An outright abomination and one that will have negative fiscal effects for decades.

ii. The Media Spin Machine

It’s astonishing how inept this administration is regarding the national liberal Democrat MSM. It’s almost as if they’re in a perpetual state of naivete and denial.

Republican presidents need to treat the media for what it actually is: a hostile and relentless adversary. The Prez or his agents or spokespersons should have been on local TV networks and local radio networks, each week, week after week, month after month, year after year, getting the facts out to the general public, without having those facts filtered by the Republican-hating media. That the administration fails to realize this — even today — boggles the mind.

iii. The “Occupation” of Israel by Israel

It was bad enough when Bush — arguably the lamest duck in modern history — decided to ram up against the brick wall of Israeli-Arab peace talks. (What could he possibly have hoped to accomplish?) But then he went ahead and opened up his mouth.

By using the term “occupation,” to refer to lands west of the Jordan River, Bush in one stroke validated and ratified a canard that’s been perpetuated for decades by the leftist media and leftist academia. He’s also saddled future GOP presidents with the starting point of the fatally-flawed (literally) “two-state” solution. Last but not least, ironically enough, by signing onto the idea of a so-called Palestinian state he’s undermined his own core doctrine of not appeasing terrorists. Utterly senseless.

iv. Cheney Still as Veep – Contested GOP Primary

I like Cheney. But, come on, at some point somebody in the White House had to realize the last thing we need is a contested GOP primary contest.
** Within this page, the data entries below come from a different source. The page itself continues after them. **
//! Cache-backed access to the APIBAN IP blocklist.
//!
//! Answers "is this address listed?" and "what was listed since T?" against
//! the apiban.org feed without hitting the service on every call.
//!
//! # Stores
//!
//! - **[`OfficialStore`]** - Read-only client for the paginated apiban.org feed
//! - **[`RamCacheStore`]** - In-memory cache over any [`Store`], refreshed at
//!   most once per check interval
//!
//! # Example Configuration
//!
//! ```yaml
//! feed:
//!   api_key: "${APIBAN_API_KEY}"
//!   timeout_ms: 10000
//!
//! cache:
//!   min_upstream_check_interval_seconds: 180
//! ```

pub mod cache;
pub mod config;
pub mod store;

#[cfg(test)]
mod testing;

pub use cache::RamCacheStore;
pub use config::Config;
pub use store::official::OfficialStore;
pub use store::{Listing, NewListing, Store, StoreError};
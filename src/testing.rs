//! Test doubles shared by the unit tests.

use crate::config::FeedConfig;
use crate::store::transport::{FeedResponse, FeedTransport};
use crate::store::StoreError;
use async_trait::async_trait;
use std::collections::VecDeque;
use std::sync::{Arc, Mutex};

/// Feed config pointing at a host nothing resolves.
pub fn feed_config() -> FeedConfig {
    FeedConfig {
        api_key: "testKey".to_string(),
        root_url: "http://feed.test/api/".to_string(),
        ..FeedConfig::default()
    }
}

#[derive(Default)]
struct Script {
    replies: VecDeque<FeedResponse>,
    requests: Vec<String>,
}

/// Transport that replays queued replies in order and records every URL.
///
/// Panics when asked for more replies than were queued, so an unexpected
/// upstream request fails the test.
#[derive(Clone, Default)]
pub struct ScriptedTransport {
    script: Arc<Mutex<Script>>,
}

impl ScriptedTransport {
    pub fn new() -> Self {
        Self::default()
    }

    /// Queue a reply.
    pub fn push(&self, status: u16, body: &str) -> &Self {
        self.script
            .lock()
            .unwrap()
            .replies
            .push_back(FeedResponse::new(status, body));
        self
    }

    /// URLs requested so far.
    pub fn requests(&self) -> Vec<String> {
        self.script.lock().unwrap().requests.clone()
    }

    pub fn request_count(&self) -> usize {
        self.script.lock().unwrap().requests.len()
    }
}

#[async_trait]
impl FeedTransport for ScriptedTransport {
    async fn get(&self, url: &str) -> Result<FeedResponse, StoreError> {
        let mut script = self.script.lock().unwrap();
        script.requests.push(url.to_string());
        let reply = script.replies.pop_front();
        Ok(reply.unwrap_or_else(|| panic!("no scripted reply for {url}")))
    }
}
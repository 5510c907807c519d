//! Store backed by the official apiban.org feed.

use super::classify::{classify, Endpoint, Page, Reply};
use super::transport::{FeedTransport, HttpTransport};
use super::{default_start_timestamp, Listing, NewListing, Store, StoreError};
use crate::config::FeedConfig;
use async_trait::async_trait;
use chrono::{DateTime, Utc};
use std::net::IpAddr;
use std::time::Duration;
use tracing::{debug, warn};

/// Cursor that starts the banned listing at the beginning of history.
pub const START_OF_HISTORY_CURSOR: &str = "100";

/// Read-only store over the apiban.org feed.
///
/// Holds no listing state: every call goes to the network.
#[doc(alias = "RemoteFeedClient")]
pub struct OfficialStore<T = HttpTransport> {
    config: FeedConfig,
    transport: T,
}

impl OfficialStore<HttpTransport> {
    /// Create a store that talks HTTP to the configured feed.
    pub fn new(config: FeedConfig) -> Result<Self, StoreError> {
        let transport = HttpTransport::new(Duration::from_millis(config.timeout_ms))?;
        Self::with_transport(config, transport)
    }
}

impl<T: FeedTransport> OfficialStore<T> {
    /// Create a store over a caller-supplied transport.
    pub fn with_transport(config: FeedConfig, transport: T) -> Result<Self, StoreError> {
        if config.api_key.is_empty() {
            return Err(StoreError::InvalidInput("API key is required".to_string()));
        }

        Ok(Self { config, transport })
    }

    fn url(&self, endpoint: Endpoint, arg: &str) -> String {
        let path = match endpoint {
            Endpoint::Banned => "banned",
            Endpoint::Check => "check",
        };
        format!(
            "{}/{}/{}/{}",
            self.config.root_url.trim_end_matches('/'),
            self.config.api_key,
            path,
            arg
        )
    }

    async fn query(&self, endpoint: Endpoint, arg: &str) -> Result<Reply, StoreError> {
        let url = self.url(endpoint, arg);
        let response = self.transport.get(&url).await?;
        debug!(status = response.status, url = %url, "apiban.org reply");
        classify(endpoint, &response, &url)
    }

    async fn query_check(&self, ip: IpAddr) -> Result<Option<Page>, StoreError> {
        if ip.is_unspecified() {
            return Err(StoreError::InvalidInput("IP address is required".to_string()));
        }

        let addr = ip.to_string();
        let url = self.url(Endpoint::Check, &addr);

        match self.query(Endpoint::Check, &addr).await? {
            Reply::NotBlocked => Ok(None),
            Reply::Page(page) if page.addresses().iter().any(|a| a == &addr) => Ok(Some(page)),
            // A page that neither names the address nor says "not blocked"
            Reply::Page(_) | Reply::EndOfList => Err(StoreError::Upstream {
                status: 200,
                reason: "unrecognized check reply".to_string(),
                url,
            }),
        }
    }

    /// Ask the feed whether a single address is blocked.
    pub async fn check(&self, ip: IpAddr) -> Result<bool, StoreError> {
        Ok(self.query_check(ip).await?.is_some())
    }

    /// Fetch the banned list starting at a raw cursor, or at the start of
    /// history when none is given.
    pub async fn banned(&self, start_from: Option<&str>) -> Result<Vec<Listing>, StoreError> {
        let cursor = start_from
            .filter(|c| !c.is_empty())
            .unwrap_or(START_OF_HISTORY_CURSOR);
        self.list_from_cursor(cursor.to_string()).await
    }

    async fn list_from_cursor(&self, mut cursor: String) -> Result<Vec<Listing>, StoreError> {
        let mut out = Vec::new();

        for _ in 0..self.config.max_pages {
            let page = match self.query(Endpoint::Banned, &cursor).await? {
                Reply::Page(page) => page,
                Reply::EndOfList => {
                    debug!(cursor = %cursor, listings = out.len(), "Banned list complete");
                    return Ok(out);
                }
                Reply::NotBlocked => {
                    return Err(StoreError::Protocol(
                        "check reply received from banned endpoint".to_string(),
                    ))
                }
            };

            if page.id.is_empty() {
                return Err(StoreError::Protocol("empty cursor received".to_string()));
            }

            let timestamp = parse_cursor_timestamp(&page.id)?;

            for addr in page.addresses() {
                match addr.trim().parse::<IpAddr>() {
                    Ok(ip) => out.push(Listing::for_host(ip, timestamp)),
                    Err(e) => {
                        warn!(address = %addr, error = %e, "Skipping unparsable address");
                    }
                }
            }

            debug!(
                cursor = %page.id,
                addresses = page.addresses().len(),
                "Fetched banned page"
            );
            cursor = page.id;
        }

        Err(StoreError::Protocol(format!(
            "banned list did not end within {} pages",
            self.config.max_pages
        )))
    }
}

/// Parse a cursor as Unix seconds.
fn parse_cursor_timestamp(cursor: &str) -> Result<DateTime<Utc>, StoreError> {
    cursor
        .parse::<i64>()
        .ok()
        .and_then(|secs| DateTime::from_timestamp(secs, 0))
        .ok_or_else(|| StoreError::Protocol(format!("failed to parse cursor {cursor:?} as timestamp")))
}

#[async_trait]
impl<T: FeedTransport> Store for OfficialStore<T> {
    async fn add(&self, _listing: NewListing) -> Result<Listing, StoreError> {
        Err(StoreError::Unsupported("add on the read-only apiban.org feed"))
    }

    async fn exists(&self, ip: IpAddr) -> Result<Option<Listing>, StoreError> {
        match self.query_check(ip).await? {
            Some(page) => {
                // Check replies need not carry a numeric ID; blocked is blocked.
                let timestamp = parse_cursor_timestamp(&page.id).unwrap_or_else(|_| Utc::now());
                Ok(Some(Listing::for_host(ip, timestamp)))
            }
            None => Ok(None),
        }
    }

    async fn list(&self) -> Result<Vec<Listing>, StoreError> {
        self.list_from_time(default_start_timestamp()).await
    }

    async fn list_from_time(&self, t: DateTime<Utc>) -> Result<Vec<Listing>, StoreError> {
        self.list_from_cursor(t.timestamp().to_string()).await
    }

    async fn remove(&self, _id: &str) -> Result<(), StoreError> {
        Err(StoreError::Unsupported("remove on the read-only apiban.org feed"))
    }

    async fn reset(&self) -> Result<(), StoreError> {
        Err(StoreError::Unsupported("reset on the read-only apiban.org feed"))
    }
}

#[cfg(test)]
mod tests {
    use super::*;
    use crate::testing::{feed_config, ScriptedTransport};

    fn create_store() -> (OfficialStore<ScriptedTransport>, ScriptedTransport) {
        let transport = ScriptedTransport::new();
        let store = OfficialStore::with_transport(feed_config(), transport.clone()).unwrap();
        (store, transport)
    }

    fn at(secs: i64) -> DateTime<Utc> {
        DateTime::from_timestamp(secs, 0).unwrap()
    }

    #[test]
    fn test_missing_key() {
        let mut config = feed_config();
        config.api_key = String::new();
        let result = OfficialStore::with_transport(config, ScriptedTransport::new());
        assert!(matches!(result, Err(StoreError::InvalidInput(_))));
    }

    #[test]
    fn test_url_layout() {
        let (store, _) = create_store();
        assert_eq!(
            store.url(Endpoint::Banned, "100"),
            "http://feed.test/api/testKey/banned/100"
        );
        assert_eq!(
            store.url(Endpoint::Check, "1.2.3.4"),
            "http://feed.test/api/testKey/check/1.2.3.4"
        );
    }

    #[tokio::test]
    async fn test_first_page_is_end_of_list() {
        let (store, transport) = create_store();
        transport.push(200, r#"{"ID":"none"}"#);

        let listings = store.banned(None).await.unwrap();
        assert!(listings.is_empty());
        assert_eq!(
            transport.requests(),
            ["http://feed.test/api/testKey/banned/100"]
        );
    }

    #[tokio::test]
    async fn test_single_page_then_end() {
        let (store, transport) = create_store();
        transport
            .push(200, r#"{"ID":"150","ipaddress":["1.2.3.4"]}"#)
            .push(200, r#"{"ID":"none"}"#);

        let listings = store.list_from_time(at(100)).await.unwrap();
        assert_eq!(listings.len(), 1);
        assert_eq!(listings[0].network.to_string(), "1.2.3.4/32");
        assert_eq!(listings[0].id, "1.2.3.4/32");
        assert_eq!(listings[0].timestamp, at(150));

        assert_eq!(
            transport.requests(),
            [
                "http://feed.test/api/testKey/banned/100",
                "http://feed.test/api/testKey/banned/150",
            ]
        );
    }

    #[tokio::test]
    async fn test_pages_accumulate_in_order() {
        let (store, transport) = create_store();
        transport
            .push(200, r#"{"ID":"200","ipaddress":["1.2.3.251","1.2.3.252"]}"#)
            .push(200, r#"{"ID":"300","ipaddress":["5.6.7.8","not-an-ip"]}"#)
            .push(400, r#"{"ipaddress":["no new bans"],"ID":"none"}"#);

        let listings = store.banned(Some("1234")).await.unwrap();
        let networks: Vec<String> = listings.iter().map(|l| l.network.to_string()).collect();
        assert_eq!(networks, ["1.2.3.251/32", "1.2.3.252/32", "5.6.7.8/32"]);
        assert!(listings.windows(2).all(|w| w[0].timestamp <= w[1].timestamp));
        assert_eq!(listings[2].timestamp, at(300));
        assert_eq!(transport.requests()[0], "http://feed.test/api/testKey/banned/1234");
    }

    #[tokio::test]
    async fn test_empty_cursor() {
        let (store, transport) = create_store();
        transport.push(200, "{}");

        let err = store.banned(None).await.unwrap_err();
        assert!(matches!(err, StoreError::Protocol(ref msg) if msg == "empty cursor received"));
    }

    #[tokio::test]
    async fn test_unparsable_cursor() {
        let (store, transport) = create_store();
        transport.push(200, r#"{"ID":"abc","ipaddress":["1.2.3.4"]}"#);

        let err = store.banned(None).await.unwrap_err();
        assert!(matches!(err, StoreError::Protocol(_)));
    }

    #[tokio::test]
    async fn test_unauthorized_drops_partial_results() {
        let (store, transport) = create_store();
        transport
            .push(200, r#"{"ID":"150","ipaddress":["1.2.3.4"]}"#)
            .push(401, r#"{"ID":"unauthorized"}"#);

        let err = store.banned(None).await.unwrap_err();
        assert!(matches!(err, StoreError::Unauthorized { .. }));
    }

    #[tokio::test]
    async fn test_server_error() {
        let (store, transport) = create_store();
        transport.push(500, "");

        match store.banned(None).await.unwrap_err() {
            StoreError::Upstream { status, reason, url } => {
                assert_eq!(status, 500);
                assert_eq!(reason, "Internal Server Error");
                assert_eq!(url, "http://feed.test/api/testKey/banned/100");
            }
            other => panic!("unexpected error: {other:?}"),
        }
    }

    #[tokio::test]
    async fn test_page_limit() {
        let transport = ScriptedTransport::new();
        let mut config = feed_config();
        config.max_pages = 2;
        let store = OfficialStore::with_transport(config, transport.clone()).unwrap();
        transport
            .push(200, r#"{"ID":"100","ipaddress":["1.2.3.4"]}"#)
            .push(200, r#"{"ID":"100","ipaddress":["1.2.3.4"]}"#);

        let err = store.banned(None).await.unwrap_err();
        assert!(matches!(err, StoreError::Protocol(_)));
        assert_eq!(transport.request_count(), 2);
    }

    #[tokio::test]
    async fn test_check_blocked() {
        let (store, transport) = create_store();
        transport.push(200, r#"{"ipaddress":["1.2.3.251"], "ID":"987654321"}"#);

        assert!(store.check("1.2.3.251".parse().unwrap()).await.unwrap());
        assert_eq!(
            transport.requests(),
            ["http://feed.test/api/testKey/check/1.2.3.251"]
        );
    }

    #[tokio::test]
    async fn test_check_not_blocked_via_400() {
        let (store, transport) = create_store();
        transport.push(400, r#"{"ipaddress":["not blocked"], "ID":"none"}"#);

        assert!(!store.check("1.2.3.254".parse().unwrap()).await.unwrap());
    }

    #[tokio::test]
    async fn test_check_rate_limited() {
        let (store, transport) = create_store();
        transport.push(429, r#"{"ipaddress":"rate limit exceeded"}"#);

        let err = store.check("1.2.3.251".parse().unwrap()).await.unwrap_err();
        assert!(matches!(err, StoreError::RateLimited { .. }));
    }

    #[tokio::test]
    async fn test_check_unknown_key() {
        let (store, transport) = create_store();
        transport.push(404, "");

        let err = store.check("1.2.3.251".parse().unwrap()).await.unwrap_err();
        assert!(matches!(err, StoreError::Upstream { status: 404, .. }));
    }

    #[tokio::test]
    async fn test_check_unrecognized_body() {
        let (store, transport) = create_store();
        transport.push(200, r#"{"ipaddress":["9.9.9.9"], "ID":"1"}"#);

        let err = store.check("1.2.3.251".parse().unwrap()).await.unwrap_err();
        assert!(matches!(err, StoreError::Upstream { .. }));
    }

    #[tokio::test]
    async fn test_check_unspecified_address() {
        let (store, transport) = create_store();

        let err = store.check("0.0.0.0".parse().unwrap()).await.unwrap_err();
        assert!(matches!(err, StoreError::InvalidInput(_)));
        assert_eq!(transport.request_count(), 0);
    }

    #[tokio::test]
    async fn test_exists() {
        let (store, transport) = create_store();
        transport
            .push(200, r#"{"ipaddress":["1.2.3.251"], "ID":"987654321"}"#)
            .push(400, r#"{"ipaddress":["not blocked"], "ID":"none"}"#);

        let listing = store.exists("1.2.3.251".parse().unwrap()).await.unwrap().unwrap();
        assert_eq!(listing.id, "1.2.3.251/32");
        assert_eq!(listing.timestamp, at(987_654_321));

        assert!(store.exists("1.2.3.254".parse().unwrap()).await.unwrap().is_none());
    }

    #[tokio::test]
    async fn test_exists_without_numeric_id() {
        let (store, transport) = create_store();
        transport
            .push(200, r#"{"ipaddress":["1.2.3.251"], "ID":"none"}"#)
            .push(200, r#"{"ipaddress":["1.2.3.251"], "ID":"none"}"#);

        let before = Utc::now();
        let listing = store.exists("1.2.3.251".parse().unwrap()).await.unwrap().unwrap();
        assert_eq!(listing.id, "1.2.3.251/32");
        assert!(listing.timestamp >= before);

        // Agrees with check on the same reply.
        assert!(store.check("1.2.3.251".parse().unwrap()).await.unwrap());
    }

    #[tokio::test]
    async fn test_mutation_unsupported() {
        let (store, transport) = create_store();

        let listing = NewListing::parse("1.2.3.4").unwrap();
        assert!(matches!(store.add(listing).await, Err(StoreError::Unsupported(_))));
        assert!(matches!(store.remove("1.2.3.4/32").await, Err(StoreError::Unsupported(_))));
        assert!(matches!(store.reset().await, Err(StoreError::Unsupported(_))));
        assert_eq!(transport.request_count(), 0);
    }
}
Cheney could have stepped down at any point during 2005 or early to mid-2006. We could have had a young vice president who quickly would have swept aside all primary challengers, formed a consensus with Republicans and voting conservatives, and the general public, and moved forward towards an easy victory in the ’08 general election — perhaps even with lower-ticket coattails. Instead we’ve been saddled with a fractious and divisive cabal of challengers and the very real prospect of a fractious, divisive and self-defeating nominating convention. That’s senseless with a capital S.